Try it -
Please copy each line of the records below that holds the word "ModelClient".

Task inputs -
[Start of section]
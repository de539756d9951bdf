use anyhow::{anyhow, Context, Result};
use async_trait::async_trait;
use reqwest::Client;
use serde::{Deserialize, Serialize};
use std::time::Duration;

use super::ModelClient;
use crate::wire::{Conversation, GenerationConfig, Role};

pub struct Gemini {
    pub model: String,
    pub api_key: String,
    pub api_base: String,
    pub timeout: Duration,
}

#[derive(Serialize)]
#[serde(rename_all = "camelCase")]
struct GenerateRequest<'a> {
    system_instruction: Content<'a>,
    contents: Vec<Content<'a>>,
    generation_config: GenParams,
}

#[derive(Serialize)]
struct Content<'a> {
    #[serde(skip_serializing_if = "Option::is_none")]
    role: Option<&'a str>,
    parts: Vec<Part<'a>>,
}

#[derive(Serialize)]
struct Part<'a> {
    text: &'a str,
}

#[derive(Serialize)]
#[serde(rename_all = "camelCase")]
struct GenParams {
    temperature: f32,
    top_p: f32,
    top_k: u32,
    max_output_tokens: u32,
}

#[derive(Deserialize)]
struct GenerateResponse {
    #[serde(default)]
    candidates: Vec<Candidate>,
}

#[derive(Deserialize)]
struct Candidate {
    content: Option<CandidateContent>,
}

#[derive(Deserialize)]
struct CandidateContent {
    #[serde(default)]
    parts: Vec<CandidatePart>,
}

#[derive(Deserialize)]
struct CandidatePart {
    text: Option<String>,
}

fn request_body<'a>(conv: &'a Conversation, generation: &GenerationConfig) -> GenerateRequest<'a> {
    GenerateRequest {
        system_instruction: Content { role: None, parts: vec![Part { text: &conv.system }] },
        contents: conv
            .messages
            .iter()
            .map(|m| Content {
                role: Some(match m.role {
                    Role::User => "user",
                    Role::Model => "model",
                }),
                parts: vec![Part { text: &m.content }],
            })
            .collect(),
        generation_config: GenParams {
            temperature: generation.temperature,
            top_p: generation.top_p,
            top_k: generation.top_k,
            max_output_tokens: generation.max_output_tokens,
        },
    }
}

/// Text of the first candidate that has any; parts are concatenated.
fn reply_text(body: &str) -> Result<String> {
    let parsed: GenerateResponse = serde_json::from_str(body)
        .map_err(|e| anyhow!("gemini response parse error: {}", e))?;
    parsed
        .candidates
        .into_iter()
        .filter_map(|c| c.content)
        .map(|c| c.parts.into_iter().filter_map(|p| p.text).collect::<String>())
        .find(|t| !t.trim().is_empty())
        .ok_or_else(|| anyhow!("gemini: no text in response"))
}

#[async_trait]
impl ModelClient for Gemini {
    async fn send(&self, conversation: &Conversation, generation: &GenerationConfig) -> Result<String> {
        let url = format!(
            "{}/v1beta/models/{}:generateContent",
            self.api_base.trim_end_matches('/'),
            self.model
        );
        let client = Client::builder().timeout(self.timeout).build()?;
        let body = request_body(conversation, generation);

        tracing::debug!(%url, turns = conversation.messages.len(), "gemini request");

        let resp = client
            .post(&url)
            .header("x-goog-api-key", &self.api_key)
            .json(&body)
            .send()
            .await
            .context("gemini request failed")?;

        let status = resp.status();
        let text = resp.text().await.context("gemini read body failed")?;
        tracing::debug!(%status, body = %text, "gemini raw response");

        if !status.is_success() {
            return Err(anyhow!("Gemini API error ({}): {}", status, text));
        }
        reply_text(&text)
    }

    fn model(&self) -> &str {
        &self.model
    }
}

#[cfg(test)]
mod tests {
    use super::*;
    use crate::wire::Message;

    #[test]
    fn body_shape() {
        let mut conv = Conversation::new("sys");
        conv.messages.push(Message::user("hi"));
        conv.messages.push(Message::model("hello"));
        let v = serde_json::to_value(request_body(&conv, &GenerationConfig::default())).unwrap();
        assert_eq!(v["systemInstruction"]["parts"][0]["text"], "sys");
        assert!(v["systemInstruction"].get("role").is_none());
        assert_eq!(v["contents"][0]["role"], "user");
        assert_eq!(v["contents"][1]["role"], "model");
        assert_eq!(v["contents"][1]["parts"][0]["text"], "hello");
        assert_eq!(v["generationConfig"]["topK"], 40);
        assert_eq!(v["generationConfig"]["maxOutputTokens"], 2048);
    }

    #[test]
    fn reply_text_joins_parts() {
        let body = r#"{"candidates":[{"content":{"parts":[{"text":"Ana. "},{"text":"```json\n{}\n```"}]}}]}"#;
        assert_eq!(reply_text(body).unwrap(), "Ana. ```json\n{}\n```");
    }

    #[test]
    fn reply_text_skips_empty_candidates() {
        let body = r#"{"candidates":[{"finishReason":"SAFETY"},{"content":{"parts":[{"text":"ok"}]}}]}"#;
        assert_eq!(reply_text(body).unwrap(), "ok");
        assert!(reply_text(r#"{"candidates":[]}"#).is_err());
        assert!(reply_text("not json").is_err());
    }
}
[End of section]
Result -
use super::ModelClient;
impl ModelClient for Gemini {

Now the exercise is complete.